What does it mean for Forgers? Spawning weapons using the traditional tools doesn’t work anymore. The weapons will refuse to spawn. You can use Initial Ordnance items with the Resupply Time slider to approximate the old system, but then you have a mess of waypoints cluttering the player’s HUD and you can’t change the ammo per weapon like you could with the other tools. Forgers are now having to accomodate an entirely different style of play when they make their maps, one where they can’t really predict how the loops are going to work in a given match. Not necessarily a bad thing in its own right, but having the option to at least make a classic map would be nice.

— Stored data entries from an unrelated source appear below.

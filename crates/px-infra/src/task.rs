use std::fmt;
use std::time::Duration;

use pve_api::{TaskStatusResponse, TaskSubmission, Transport, path_segment};
use tracing::{debug, info, warn};

use crate::{Error, Result};

/// Default budget for a single task wait.
pub const TASK_TIMEOUT: Duration = Duration::from_secs(300);

/// Default time between two status queries.
pub const POLL_INTERVAL: Duration = Duration::from_secs(2);

const EXIT_STATUS_OK: &str = "OK";

/// Server-issued task identifier, `UPID:<node>:<pid>:<pstart>:<starttime>:<type>:<id>:<user>:`.
#[derive(Debug, Clone, PartialEq, Eq)]
pub struct TaskHandle {
    upid: String,
    node: String,
}

impl TaskHandle {
    /// Parse a handle, extracting the node it runs on.
    pub fn parse(upid: impl Into<String>) -> Result<Self> {
        let upid = upid.into();
        let node = task_node(&upid)
            .ok_or_else(|| Error::MalformedTaskHandle(upid.clone()))?
            .to_string();
        Ok(Self { upid, node })
    }

    pub fn as_str(&self) -> &str {
        &self.upid
    }

    pub fn node(&self) -> &str {
        &self.node
    }

    fn status_path(&self) -> String {
        format!(
            "/nodes/{}/tasks/{}/status",
            path_segment(&self.node),
            path_segment(&self.upid)
        )
    }
}

impl fmt::Display for TaskHandle {
    fn fmt(&self, f: &mut fmt::Formatter<'_>) -> fmt::Result {
        f.write_str(&self.upid)
    }
}

/// The text between the first and second `:` of a `UPID:` handle.
pub fn task_node(upid: &str) -> Option<&str> {
    let (node, _) = upid.strip_prefix("UPID:")?.split_once(':')?;
    (!node.is_empty()).then_some(node)
}

/// How a submitted request ended.
#[derive(Debug, Clone, PartialEq, Eq)]
pub enum TaskOutcome {
    /// Exit status `OK`.
    Success,
    /// The task ran and reported this exit status.
    Failed {
        handle: TaskHandle,
        exit_status: String,
    },
    /// No exit status within the wait budget. The task may still finish;
    /// pass `handle` to `TaskPoller::wait_handle` to keep waiting.
    TimedOut { handle: TaskHandle, waited: Duration },
    /// The server refused the request; carries the serialized `errors` payload.
    SubmissionError(String),
    /// The server queued no task, e.g. a request that was a no-op.
    NoTask,
}

impl TaskOutcome {
    pub fn is_success(&self) -> bool {
        matches!(self, Self::Success)
    }

    /// The task behind a failed or timed-out outcome.
    pub fn handle(&self) -> Option<&TaskHandle> {
        match self {
            Self::Failed { handle, .. } | Self::TimedOut { handle, .. } => Some(handle),
            _ => None,
        }
    }

    /// Treat everything except `Success` and `NoTask` as an error.
    pub fn into_result(self) -> Result<()> {
        match self {
            Self::Success | Self::NoTask => Ok(()),
            Self::Failed {
                handle,
                exit_status,
            } => Err(Error::TaskFailed {
                upid: handle.upid,
                exit_status,
            }),
            Self::TimedOut { handle, waited } => Err(Error::TimedOut {
                upid: handle.upid,
                waited,
            }),
            Self::SubmissionError(errors) => Err(Error::SubmissionRejected(errors)),
        }
    }
}

/// Drives a task handle to a terminal exit status.
#[derive(Debug, Clone, Copy)]
pub struct TaskPoller {
    timeout: Duration,
    interval: Duration,
}

impl Default for TaskPoller {
    fn default() -> Self {
        Self::new(TASK_TIMEOUT, POLL_INTERVAL)
    }
}

impl TaskPoller {
    pub fn new(timeout: Duration, interval: Duration) -> Self {
        Self {
            timeout,
            interval: interval.max(Duration::from_millis(1)),
        }
    }

    pub fn interval(&self) -> Duration {
        self.interval
    }

    pub fn timeout(&self) -> Duration {
        self.timeout
    }

    /// Decode a raw submission reply and wait on the task it names.
    pub async fn wait_raw(&self, transport: &dyn Transport, body: &str) -> Result<TaskOutcome> {
        let submission: TaskSubmission = pve_api::decode(body)?;
        self.wait(transport, &submission).await
    }

    /// Poll the task named by `submission` until it exits or the budget runs out.
    pub async fn wait(
        &self,
        transport: &dyn Transport,
        submission: &TaskSubmission,
    ) -> Result<TaskOutcome> {
        if let Some(errors) = submission.rejection() {
            warn!(errors = %errors, "task submission rejected");
            return Ok(TaskOutcome::SubmissionError(errors));
        }

        let Some(upid) = &submission.data else {
            debug!("submission queued no task");
            return Ok(TaskOutcome::NoTask);
        };
        let handle = TaskHandle::parse(upid.as_str())?;
        self.wait_handle(transport, &handle).await
    }

    /// Poll an already known task, e.g. one that timed out earlier.
    ///
    /// Waiting time accrues one poll interval per unanswered status query, so
    /// a budget of `timeout` allows `ceil(timeout / interval)` queries. A status
    /// query whose body was cut short is retried on the next tick; any other
    /// query failure ends the wait with that error.
    pub async fn wait_handle(
        &self,
        transport: &dyn Transport,
        handle: &TaskHandle,
    ) -> Result<TaskOutcome> {
        let mut waited = Duration::ZERO;
        while waited < self.timeout {
            match exit_status(transport, handle).await {
                Ok(Some(status)) if status == EXIT_STATUS_OK => {
                    info!(upid = %handle, ?waited, "task finished");
                    return Ok(TaskOutcome::Success);
                }
                Ok(Some(status)) => {
                    warn!(upid = %handle, exit_status = %status, "task failed");
                    return Ok(TaskOutcome::Failed {
                        handle: handle.clone(),
                        exit_status: status,
                    });
                }
                Ok(None) => debug!(upid = %handle, ?waited, "task still running"),
                Err(e) if e.is_truncated() => {
                    warn!(upid = %handle, error = %e, "truncated task status, polling again");
                }
                Err(e) => return Err(e.into()),
            }

            tokio::time::sleep(self.interval).await;
            waited += self.interval;
        }

        warn!(upid = %handle, ?waited, "timed out waiting for task");
        Ok(TaskOutcome::TimedOut {
            handle: handle.clone(),
            waited,
        })
    }
}

async fn exit_status(
    transport: &dyn Transport,
    handle: &TaskHandle,
) -> pve_api::Result<Option<String>> {
    let value = transport.get_json(&handle.status_path()).await?;
    let resp: TaskStatusResponse = pve_api::decode_value(value)?;
    Ok(resp.data.exitstatus.filter(|s| !s.is_empty()))
}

I’ve been asked if I think the ideas present in Global Ordnance are totally incompatible with those present in static weapon spawns. Of course not. The issue isn’t that the system exists at all, it’s that it exists in replacement of something that was so important to classic Halo. With Personal Ordnance, I can stop playing those two playlists and be away from it. Global Ordnance is…well, global. There are some ways you could presumably integrate the Global Ordnance system and traditional static weapon spawns, and the key is moderation (on both ends). Having largely static spawns but one or two (symmetrical) key Global Ordnance spots that would spawn a specific class of weapons seems like a decent compromise. If you were playing Haven, and knew that one spot was going to resupply every two minutes with something, it would be better than having no predictive abilities at all. If that doesn’t float your boat, even just having Ordnance drops on a set rotation (or even a series of rotations where matches could play out differently) would be preferable to me, as long as the Random Drop points are in more or less neutral positions. Introducing variety to an often-stale formula is a noble goal, but not when that system overrides player agency to the degree that Global Ordnance does. As with so many things I’ve written about, execution is everything.
Please note that unless otherwise specified, most examples are intended to exist in the context of a Slayer game, as it is a fairly “vanilla” background without any additional elements influencing player behavior.